## TASK GOAL
Wherever a line of the listing holds the string "exceeds", copy that line.
━━━━━━
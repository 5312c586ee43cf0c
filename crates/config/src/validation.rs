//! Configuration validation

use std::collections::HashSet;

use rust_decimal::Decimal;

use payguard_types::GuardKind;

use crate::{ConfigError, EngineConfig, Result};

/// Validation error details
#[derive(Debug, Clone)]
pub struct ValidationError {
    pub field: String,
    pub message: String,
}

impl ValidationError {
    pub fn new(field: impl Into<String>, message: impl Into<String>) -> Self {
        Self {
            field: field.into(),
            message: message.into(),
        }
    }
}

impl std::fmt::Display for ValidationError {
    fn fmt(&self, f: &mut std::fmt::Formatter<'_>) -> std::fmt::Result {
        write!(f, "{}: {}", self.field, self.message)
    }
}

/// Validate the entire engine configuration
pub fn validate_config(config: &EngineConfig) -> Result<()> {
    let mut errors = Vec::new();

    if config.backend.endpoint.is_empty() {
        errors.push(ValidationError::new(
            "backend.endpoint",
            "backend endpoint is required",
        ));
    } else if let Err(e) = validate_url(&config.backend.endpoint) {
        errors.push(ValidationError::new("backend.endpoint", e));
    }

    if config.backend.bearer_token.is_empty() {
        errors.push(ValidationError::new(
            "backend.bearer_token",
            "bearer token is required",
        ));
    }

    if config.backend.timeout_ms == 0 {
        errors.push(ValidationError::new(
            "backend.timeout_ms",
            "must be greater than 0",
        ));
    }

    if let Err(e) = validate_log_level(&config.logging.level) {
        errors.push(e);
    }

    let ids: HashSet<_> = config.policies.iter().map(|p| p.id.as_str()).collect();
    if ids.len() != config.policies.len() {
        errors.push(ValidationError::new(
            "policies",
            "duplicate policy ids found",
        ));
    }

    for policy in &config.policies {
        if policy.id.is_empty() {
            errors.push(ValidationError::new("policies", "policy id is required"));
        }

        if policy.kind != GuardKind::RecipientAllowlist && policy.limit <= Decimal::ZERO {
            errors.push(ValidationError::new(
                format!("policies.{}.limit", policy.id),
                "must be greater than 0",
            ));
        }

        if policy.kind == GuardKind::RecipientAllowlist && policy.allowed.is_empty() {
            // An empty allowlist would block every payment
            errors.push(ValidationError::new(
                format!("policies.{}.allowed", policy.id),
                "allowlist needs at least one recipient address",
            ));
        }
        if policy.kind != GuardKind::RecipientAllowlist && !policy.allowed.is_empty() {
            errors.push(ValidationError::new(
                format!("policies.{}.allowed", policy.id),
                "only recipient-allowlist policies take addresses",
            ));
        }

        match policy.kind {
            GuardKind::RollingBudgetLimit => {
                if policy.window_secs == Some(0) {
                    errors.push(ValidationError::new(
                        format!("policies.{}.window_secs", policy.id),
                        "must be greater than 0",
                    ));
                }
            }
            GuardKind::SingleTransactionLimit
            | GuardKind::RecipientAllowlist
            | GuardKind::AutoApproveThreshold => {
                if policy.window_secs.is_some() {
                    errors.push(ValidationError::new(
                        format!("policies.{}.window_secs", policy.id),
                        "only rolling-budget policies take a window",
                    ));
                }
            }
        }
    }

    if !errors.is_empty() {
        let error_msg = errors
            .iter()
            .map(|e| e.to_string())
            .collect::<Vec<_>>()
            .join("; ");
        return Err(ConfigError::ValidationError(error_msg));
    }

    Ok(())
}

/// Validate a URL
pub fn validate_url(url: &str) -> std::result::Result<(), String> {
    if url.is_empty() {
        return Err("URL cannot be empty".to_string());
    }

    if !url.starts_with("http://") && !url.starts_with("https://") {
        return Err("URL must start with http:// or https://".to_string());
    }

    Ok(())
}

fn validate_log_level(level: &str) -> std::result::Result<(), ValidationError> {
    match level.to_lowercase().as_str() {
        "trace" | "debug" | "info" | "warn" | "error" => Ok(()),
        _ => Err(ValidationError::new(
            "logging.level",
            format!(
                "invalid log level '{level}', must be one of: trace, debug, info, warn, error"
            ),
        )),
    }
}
━━━━━━
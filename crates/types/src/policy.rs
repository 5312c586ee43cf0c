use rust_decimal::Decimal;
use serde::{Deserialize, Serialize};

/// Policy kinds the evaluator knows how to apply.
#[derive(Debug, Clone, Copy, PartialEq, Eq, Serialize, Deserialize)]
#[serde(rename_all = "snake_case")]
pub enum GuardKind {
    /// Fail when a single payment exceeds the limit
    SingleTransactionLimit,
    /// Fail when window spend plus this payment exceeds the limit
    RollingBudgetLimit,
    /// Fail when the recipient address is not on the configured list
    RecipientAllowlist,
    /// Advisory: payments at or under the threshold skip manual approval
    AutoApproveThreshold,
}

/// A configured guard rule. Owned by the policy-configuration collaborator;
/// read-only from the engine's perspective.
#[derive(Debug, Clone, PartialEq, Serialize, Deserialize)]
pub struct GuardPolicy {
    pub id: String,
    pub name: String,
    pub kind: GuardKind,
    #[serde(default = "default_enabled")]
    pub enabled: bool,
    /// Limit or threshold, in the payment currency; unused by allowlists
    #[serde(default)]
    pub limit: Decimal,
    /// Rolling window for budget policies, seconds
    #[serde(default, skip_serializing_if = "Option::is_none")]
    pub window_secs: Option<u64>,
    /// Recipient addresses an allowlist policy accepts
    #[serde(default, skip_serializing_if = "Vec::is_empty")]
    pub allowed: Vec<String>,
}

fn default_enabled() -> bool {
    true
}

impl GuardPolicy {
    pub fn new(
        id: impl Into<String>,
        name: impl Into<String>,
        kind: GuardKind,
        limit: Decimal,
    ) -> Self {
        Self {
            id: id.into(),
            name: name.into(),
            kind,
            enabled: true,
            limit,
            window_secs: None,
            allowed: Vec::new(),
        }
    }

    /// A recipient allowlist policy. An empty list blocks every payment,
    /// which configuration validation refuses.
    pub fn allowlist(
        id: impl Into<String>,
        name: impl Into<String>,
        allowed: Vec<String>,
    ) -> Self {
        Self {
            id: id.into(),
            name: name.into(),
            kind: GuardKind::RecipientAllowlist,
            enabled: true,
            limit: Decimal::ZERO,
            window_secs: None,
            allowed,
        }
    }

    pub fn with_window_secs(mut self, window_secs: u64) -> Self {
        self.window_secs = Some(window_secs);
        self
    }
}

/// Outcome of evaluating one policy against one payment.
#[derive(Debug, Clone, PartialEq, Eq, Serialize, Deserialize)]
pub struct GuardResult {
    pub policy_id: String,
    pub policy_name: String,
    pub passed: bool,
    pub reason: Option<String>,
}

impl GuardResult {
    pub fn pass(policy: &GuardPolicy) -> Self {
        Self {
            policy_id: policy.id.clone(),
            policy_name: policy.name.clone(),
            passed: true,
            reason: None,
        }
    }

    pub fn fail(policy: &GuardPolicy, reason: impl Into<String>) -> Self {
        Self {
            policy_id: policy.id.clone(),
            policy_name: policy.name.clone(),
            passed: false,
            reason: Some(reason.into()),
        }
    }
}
━━━━━━
## RESULT
    /// Fail when a single payment exceeds the limit
    /// Fail when window spend plus this payment exceeds the limit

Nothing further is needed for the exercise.